:: Exercise ::
Although the data below holds other lines too, output only those from the line with "let year = match" up to and including the line with "let (sign, digits)", exactly as they appear.

:: Dataset entries ::
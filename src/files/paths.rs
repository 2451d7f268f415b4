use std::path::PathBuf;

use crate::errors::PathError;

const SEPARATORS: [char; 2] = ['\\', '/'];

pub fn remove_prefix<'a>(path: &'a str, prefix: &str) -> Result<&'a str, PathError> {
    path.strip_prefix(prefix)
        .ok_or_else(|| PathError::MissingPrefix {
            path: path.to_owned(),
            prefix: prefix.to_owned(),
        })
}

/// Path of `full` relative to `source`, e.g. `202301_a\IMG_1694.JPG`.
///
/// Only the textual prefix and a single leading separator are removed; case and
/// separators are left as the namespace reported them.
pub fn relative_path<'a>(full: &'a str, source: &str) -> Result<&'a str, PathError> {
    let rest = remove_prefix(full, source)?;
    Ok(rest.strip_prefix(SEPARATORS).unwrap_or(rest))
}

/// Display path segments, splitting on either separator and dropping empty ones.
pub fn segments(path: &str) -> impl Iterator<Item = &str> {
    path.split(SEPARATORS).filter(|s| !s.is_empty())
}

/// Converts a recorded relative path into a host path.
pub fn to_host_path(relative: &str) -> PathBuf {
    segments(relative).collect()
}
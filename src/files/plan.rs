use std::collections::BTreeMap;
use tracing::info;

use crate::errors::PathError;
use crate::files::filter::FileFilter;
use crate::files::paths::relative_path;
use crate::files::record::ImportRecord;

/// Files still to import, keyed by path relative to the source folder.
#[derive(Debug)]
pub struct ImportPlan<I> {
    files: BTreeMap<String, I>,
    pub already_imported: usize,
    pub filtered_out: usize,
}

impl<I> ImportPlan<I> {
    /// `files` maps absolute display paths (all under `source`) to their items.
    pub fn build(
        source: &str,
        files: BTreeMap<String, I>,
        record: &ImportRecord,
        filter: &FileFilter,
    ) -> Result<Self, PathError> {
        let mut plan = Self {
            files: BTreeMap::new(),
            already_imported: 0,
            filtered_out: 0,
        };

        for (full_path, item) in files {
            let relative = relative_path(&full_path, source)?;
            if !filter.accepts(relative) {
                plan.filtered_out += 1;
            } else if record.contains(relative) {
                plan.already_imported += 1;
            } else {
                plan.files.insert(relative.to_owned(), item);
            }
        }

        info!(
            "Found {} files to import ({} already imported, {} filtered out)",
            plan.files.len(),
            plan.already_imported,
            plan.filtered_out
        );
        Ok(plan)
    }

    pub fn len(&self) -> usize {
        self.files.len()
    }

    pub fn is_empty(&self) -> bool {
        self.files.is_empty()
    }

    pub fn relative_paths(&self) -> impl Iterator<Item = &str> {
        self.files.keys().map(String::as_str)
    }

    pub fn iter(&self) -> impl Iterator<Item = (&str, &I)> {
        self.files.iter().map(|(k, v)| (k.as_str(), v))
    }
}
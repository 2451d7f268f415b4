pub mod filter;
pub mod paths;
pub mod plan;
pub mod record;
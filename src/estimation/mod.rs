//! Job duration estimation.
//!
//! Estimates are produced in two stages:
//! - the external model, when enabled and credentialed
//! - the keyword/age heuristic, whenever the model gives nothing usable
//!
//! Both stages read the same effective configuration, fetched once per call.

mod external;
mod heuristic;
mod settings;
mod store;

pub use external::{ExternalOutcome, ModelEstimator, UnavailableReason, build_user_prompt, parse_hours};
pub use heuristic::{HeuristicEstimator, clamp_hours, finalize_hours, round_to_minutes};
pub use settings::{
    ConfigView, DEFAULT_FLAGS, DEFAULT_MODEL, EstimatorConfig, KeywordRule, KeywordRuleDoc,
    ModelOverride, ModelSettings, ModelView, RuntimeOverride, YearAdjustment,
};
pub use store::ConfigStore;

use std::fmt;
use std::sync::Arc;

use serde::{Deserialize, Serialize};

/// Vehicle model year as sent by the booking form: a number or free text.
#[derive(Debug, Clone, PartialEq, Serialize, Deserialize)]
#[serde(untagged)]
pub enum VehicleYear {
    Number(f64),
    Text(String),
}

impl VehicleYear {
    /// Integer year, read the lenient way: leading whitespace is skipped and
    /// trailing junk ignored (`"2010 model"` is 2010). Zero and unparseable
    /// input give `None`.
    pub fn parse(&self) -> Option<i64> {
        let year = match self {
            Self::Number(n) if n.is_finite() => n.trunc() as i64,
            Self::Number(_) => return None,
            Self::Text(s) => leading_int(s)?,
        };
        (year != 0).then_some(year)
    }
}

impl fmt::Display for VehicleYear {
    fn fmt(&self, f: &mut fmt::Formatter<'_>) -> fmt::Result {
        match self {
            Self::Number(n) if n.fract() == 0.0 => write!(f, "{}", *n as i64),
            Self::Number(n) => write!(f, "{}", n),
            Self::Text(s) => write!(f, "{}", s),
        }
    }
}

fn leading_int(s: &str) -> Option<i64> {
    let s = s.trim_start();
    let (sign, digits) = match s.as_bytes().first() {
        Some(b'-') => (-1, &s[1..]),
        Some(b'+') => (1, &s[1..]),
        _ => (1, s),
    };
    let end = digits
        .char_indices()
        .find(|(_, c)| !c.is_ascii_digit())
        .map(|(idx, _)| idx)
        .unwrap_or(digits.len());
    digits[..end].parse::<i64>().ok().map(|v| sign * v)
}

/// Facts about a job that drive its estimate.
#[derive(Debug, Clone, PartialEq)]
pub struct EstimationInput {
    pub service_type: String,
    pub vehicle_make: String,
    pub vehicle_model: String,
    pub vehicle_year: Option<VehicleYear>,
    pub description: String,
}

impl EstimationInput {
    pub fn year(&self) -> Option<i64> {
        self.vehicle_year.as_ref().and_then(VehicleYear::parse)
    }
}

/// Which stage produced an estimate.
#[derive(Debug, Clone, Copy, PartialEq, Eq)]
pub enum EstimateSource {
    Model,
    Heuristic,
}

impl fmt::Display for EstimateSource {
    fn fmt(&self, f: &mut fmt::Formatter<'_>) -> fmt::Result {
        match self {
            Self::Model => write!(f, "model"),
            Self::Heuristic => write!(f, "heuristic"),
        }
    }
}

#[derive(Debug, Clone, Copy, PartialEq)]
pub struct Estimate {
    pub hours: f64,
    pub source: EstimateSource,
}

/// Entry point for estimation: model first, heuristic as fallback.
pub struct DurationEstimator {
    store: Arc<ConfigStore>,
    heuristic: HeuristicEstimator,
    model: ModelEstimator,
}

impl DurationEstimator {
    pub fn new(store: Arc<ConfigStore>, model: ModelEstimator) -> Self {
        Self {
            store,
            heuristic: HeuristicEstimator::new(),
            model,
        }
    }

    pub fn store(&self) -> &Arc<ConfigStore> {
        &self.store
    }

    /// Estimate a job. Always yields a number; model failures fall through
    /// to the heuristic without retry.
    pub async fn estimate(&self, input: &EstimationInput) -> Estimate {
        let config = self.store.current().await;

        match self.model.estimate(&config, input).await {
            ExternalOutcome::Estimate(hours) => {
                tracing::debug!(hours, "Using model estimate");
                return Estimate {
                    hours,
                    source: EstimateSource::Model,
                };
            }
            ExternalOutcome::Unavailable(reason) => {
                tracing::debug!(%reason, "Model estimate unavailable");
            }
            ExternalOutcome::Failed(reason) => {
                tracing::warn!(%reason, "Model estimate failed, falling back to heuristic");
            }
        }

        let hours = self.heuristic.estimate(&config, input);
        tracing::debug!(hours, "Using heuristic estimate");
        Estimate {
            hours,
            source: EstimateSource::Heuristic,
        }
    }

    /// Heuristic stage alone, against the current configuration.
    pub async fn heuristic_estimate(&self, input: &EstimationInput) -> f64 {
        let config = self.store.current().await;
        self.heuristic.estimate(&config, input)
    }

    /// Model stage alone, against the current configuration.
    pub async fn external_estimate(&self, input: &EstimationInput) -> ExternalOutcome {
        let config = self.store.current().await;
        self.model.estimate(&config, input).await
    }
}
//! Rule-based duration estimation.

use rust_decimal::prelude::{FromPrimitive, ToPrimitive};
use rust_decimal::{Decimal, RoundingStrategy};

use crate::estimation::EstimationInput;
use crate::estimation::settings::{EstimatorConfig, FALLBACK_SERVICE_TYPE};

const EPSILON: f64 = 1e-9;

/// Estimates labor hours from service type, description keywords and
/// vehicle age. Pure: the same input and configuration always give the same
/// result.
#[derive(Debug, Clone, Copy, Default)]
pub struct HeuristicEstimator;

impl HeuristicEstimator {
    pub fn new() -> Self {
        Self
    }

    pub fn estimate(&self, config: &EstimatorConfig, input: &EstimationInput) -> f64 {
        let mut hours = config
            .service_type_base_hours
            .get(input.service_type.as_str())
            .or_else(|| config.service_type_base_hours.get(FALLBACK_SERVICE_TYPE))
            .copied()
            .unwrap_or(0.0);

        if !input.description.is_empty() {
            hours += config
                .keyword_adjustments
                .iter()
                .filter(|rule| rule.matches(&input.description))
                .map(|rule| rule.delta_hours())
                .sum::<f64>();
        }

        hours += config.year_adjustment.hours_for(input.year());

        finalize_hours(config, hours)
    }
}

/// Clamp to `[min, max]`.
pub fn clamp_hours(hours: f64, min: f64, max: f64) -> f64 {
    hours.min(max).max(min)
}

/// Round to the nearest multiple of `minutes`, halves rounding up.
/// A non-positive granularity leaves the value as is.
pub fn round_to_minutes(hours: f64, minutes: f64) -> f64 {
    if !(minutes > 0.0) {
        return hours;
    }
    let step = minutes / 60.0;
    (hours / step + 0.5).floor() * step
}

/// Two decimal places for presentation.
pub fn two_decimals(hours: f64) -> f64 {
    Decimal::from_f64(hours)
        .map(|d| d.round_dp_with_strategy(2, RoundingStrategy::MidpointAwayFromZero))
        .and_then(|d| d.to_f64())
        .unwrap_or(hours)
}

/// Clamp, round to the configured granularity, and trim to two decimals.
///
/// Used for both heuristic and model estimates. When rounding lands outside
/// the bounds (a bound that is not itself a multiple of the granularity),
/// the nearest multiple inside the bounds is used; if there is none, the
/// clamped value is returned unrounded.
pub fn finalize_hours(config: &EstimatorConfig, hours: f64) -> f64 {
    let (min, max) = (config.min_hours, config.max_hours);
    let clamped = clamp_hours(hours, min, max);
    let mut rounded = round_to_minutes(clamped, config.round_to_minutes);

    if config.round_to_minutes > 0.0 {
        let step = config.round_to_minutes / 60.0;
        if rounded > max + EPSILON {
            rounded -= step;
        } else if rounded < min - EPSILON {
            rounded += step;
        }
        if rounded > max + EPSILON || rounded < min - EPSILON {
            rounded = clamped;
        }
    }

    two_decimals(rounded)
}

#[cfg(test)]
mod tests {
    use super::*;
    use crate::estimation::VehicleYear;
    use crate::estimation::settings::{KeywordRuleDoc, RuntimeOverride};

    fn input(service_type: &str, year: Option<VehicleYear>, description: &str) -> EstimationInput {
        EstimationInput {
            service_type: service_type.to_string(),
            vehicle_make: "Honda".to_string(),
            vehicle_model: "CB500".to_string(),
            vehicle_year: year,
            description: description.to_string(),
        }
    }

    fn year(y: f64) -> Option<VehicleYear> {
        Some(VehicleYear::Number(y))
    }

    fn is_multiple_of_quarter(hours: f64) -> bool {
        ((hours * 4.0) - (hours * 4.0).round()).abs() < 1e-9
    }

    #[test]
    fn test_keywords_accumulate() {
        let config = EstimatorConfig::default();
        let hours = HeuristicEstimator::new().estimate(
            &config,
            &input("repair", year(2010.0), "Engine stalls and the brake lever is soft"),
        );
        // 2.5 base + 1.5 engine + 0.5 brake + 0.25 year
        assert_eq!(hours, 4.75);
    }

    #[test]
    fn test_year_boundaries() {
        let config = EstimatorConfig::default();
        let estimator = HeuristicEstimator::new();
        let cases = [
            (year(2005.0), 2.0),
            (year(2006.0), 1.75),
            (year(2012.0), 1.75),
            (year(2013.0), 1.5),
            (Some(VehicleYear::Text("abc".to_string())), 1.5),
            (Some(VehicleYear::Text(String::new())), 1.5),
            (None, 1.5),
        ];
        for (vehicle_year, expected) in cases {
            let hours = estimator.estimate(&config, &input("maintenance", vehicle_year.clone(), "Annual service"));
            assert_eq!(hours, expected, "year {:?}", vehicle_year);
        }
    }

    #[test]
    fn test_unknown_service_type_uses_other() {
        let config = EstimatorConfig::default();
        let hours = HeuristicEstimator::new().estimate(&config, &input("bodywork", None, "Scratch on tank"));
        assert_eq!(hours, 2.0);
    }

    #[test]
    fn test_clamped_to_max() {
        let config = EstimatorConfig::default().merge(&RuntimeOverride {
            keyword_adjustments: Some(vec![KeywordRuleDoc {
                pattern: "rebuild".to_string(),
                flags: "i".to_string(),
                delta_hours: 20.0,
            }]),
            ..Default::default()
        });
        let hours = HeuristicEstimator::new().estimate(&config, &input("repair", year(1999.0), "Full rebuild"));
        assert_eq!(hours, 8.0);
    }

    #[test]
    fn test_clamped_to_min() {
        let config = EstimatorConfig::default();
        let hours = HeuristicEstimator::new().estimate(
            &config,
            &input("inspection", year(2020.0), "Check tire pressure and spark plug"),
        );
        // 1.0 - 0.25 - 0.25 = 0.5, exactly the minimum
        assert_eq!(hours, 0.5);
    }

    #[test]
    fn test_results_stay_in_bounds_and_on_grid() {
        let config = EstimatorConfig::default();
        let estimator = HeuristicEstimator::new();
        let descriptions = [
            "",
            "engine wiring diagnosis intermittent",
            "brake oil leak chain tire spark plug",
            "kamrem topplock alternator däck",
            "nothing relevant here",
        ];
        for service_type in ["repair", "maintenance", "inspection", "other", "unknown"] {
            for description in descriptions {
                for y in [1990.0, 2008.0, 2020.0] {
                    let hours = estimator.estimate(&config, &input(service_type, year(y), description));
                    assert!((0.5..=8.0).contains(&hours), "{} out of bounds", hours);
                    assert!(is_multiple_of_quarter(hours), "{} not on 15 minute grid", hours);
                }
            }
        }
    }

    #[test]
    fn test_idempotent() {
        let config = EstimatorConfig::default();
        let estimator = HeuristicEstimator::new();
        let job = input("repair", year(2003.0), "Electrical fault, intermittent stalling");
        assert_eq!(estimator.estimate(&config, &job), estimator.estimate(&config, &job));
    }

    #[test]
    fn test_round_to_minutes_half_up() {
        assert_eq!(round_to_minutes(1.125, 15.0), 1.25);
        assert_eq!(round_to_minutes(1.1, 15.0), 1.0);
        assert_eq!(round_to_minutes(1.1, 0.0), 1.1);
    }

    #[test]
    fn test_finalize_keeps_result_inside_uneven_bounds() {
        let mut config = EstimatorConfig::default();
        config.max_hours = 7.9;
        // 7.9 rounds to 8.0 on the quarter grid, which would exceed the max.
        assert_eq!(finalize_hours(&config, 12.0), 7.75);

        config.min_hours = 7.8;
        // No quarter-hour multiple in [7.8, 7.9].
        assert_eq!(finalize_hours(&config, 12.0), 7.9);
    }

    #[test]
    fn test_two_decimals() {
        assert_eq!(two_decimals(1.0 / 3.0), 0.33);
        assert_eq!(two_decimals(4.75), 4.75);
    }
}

:: Output for this exercise ::
        let year = match self {
            Self::Number(n) if n.is_finite() => n.trunc() as i64,
            Self::Number(_) => return None,
            Self::Text(s) => leading_int(s)?,
        };
        (year != 0).then_some(year)
    }
}

impl fmt::Display for VehicleYear {
    fn fmt(&self, f: &mut fmt::Formatter<'_>) -> fmt::Result {
        match self {
            Self::Number(n) if n.fract() == 0.0 => write!(f, "{}", *n as i64),
            Self::Number(n) => write!(f, "{}", n),
            Self::Text(s) => write!(f, "{}", s),
        }
    }
}

fn leading_int(s: &str) -> Option<i64> {
    let s = s.trim_start();
    let (sign, digits) = match s.as_bytes().first() {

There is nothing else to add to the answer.